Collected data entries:

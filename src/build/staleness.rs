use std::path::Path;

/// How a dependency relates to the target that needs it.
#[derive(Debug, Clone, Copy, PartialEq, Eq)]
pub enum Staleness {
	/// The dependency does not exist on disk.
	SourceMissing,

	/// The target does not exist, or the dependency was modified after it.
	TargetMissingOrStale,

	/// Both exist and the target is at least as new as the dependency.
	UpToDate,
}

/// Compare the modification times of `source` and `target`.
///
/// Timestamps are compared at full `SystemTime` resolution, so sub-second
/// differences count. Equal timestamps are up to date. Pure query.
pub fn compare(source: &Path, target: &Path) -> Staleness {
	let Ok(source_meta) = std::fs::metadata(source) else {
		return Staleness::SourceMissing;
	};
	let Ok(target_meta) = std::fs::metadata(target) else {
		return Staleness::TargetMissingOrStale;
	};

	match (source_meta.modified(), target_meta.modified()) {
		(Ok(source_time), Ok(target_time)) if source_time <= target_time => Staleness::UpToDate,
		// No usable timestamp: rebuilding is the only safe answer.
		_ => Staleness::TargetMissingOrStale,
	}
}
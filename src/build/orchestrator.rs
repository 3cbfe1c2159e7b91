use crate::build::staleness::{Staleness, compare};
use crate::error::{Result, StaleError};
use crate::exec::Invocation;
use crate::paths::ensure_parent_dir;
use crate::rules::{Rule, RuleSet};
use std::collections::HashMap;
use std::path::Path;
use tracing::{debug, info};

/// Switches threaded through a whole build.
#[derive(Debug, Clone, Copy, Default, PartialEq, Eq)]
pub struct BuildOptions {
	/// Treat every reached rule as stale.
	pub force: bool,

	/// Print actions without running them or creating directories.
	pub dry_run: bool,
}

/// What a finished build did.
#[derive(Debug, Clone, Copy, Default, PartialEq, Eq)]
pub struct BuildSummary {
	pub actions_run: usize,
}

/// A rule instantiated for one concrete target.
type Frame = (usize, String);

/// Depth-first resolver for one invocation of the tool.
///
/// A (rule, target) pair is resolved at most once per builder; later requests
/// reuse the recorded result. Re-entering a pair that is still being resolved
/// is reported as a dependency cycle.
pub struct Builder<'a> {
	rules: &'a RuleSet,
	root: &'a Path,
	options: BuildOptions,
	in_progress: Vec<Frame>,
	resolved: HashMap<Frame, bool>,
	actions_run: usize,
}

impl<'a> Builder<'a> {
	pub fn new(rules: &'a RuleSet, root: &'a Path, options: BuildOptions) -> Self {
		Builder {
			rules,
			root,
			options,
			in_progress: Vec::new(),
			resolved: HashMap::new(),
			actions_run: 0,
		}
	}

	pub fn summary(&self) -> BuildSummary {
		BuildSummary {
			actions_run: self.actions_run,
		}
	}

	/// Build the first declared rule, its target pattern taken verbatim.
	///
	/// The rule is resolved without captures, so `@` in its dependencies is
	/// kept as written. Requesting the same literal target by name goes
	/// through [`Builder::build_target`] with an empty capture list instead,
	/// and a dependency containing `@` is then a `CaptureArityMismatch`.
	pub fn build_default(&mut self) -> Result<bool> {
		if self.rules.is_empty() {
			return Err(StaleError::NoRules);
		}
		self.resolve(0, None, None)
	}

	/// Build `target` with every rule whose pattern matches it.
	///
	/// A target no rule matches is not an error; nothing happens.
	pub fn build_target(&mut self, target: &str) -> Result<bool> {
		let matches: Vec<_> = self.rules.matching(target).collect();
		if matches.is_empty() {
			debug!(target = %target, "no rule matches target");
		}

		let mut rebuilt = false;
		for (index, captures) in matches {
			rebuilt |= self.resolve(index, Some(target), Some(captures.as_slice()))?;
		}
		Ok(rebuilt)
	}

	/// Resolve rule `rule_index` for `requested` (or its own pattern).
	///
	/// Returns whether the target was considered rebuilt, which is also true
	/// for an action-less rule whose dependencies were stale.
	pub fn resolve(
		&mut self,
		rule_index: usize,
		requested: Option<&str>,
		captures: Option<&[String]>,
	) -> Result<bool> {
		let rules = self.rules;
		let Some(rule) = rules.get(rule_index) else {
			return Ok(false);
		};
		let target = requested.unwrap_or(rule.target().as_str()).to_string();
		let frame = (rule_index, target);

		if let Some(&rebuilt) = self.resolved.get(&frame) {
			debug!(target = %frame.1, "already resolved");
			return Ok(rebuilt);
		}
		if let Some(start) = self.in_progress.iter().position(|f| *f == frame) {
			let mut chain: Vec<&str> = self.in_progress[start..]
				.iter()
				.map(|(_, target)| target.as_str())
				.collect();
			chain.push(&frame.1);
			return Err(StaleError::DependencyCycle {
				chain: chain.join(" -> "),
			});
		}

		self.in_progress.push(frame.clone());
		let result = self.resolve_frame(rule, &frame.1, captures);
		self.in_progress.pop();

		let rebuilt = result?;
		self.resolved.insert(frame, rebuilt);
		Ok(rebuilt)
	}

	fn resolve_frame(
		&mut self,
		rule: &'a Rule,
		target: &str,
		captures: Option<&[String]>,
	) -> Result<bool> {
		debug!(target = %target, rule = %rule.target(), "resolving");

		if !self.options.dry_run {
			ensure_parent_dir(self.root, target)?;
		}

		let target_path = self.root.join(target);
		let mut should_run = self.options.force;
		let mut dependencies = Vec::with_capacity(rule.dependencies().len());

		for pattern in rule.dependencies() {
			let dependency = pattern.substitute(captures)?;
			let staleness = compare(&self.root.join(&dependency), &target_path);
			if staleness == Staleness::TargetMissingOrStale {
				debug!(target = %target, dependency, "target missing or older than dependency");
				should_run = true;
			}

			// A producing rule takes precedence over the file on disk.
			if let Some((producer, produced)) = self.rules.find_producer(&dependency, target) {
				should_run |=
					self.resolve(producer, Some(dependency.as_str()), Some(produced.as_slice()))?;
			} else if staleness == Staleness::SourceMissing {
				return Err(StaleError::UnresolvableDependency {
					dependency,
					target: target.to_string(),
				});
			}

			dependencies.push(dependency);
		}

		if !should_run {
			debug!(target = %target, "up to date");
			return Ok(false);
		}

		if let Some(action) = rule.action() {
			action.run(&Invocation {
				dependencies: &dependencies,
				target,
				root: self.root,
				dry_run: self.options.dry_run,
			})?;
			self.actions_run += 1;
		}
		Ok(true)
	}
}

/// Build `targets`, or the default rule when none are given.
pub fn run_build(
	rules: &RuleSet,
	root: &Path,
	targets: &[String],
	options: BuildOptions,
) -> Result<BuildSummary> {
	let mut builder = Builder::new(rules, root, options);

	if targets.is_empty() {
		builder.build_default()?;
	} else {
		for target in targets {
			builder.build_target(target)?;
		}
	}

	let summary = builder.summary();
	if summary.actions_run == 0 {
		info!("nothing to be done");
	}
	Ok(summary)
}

▸ Goal of the exercise
Output exactly the span of lines beginning at the first line of the records and ending at the line that holds "use crate::exec::Invocation;", inclusive, with no other text.

▸ Exercise response
filename src/build/staleness.rs
use std::path::Path;

/// How a dependency relates to the target that needs it.
#[derive(Debug, Clone, Copy, PartialEq, Eq)]
pub enum Staleness {
	/// The dependency does not exist on disk.
	SourceMissing,

	/// The target does not exist, or the dependency was modified after it.
	TargetMissingOrStale,

	/// Both exist and the target is at least as new as the dependency.
	UpToDate,
}

/// Compare the modification times of `source` and `target`.
///
/// Timestamps are compared at full `SystemTime` resolution, so sub-second
/// differences count. Equal timestamps are up to date. Pure query.
pub fn compare(source: &Path, target: &Path) -> Staleness {
	let Ok(source_meta) = std::fs::metadata(source) else {
		return Staleness::SourceMissing;
	};
	let Ok(target_meta) = std::fs::metadata(target) else {
		return Staleness::TargetMissingOrStale;
	};

	match (source_meta.modified(), target_meta.modified()) {
		(Ok(source_time), Ok(target_time)) if source_time <= target_time => Staleness::UpToDate,
		// No usable timestamp: rebuilding is the only safe answer.
		_ => Staleness::TargetMissingOrStale,
	}
}
filename src/build/orchestrator.rs
repository 3cbfe1c2159e7b91
use crate::build::staleness::{Staleness, compare};
use crate::error::{Result, StaleError};
use crate::exec::Invocation;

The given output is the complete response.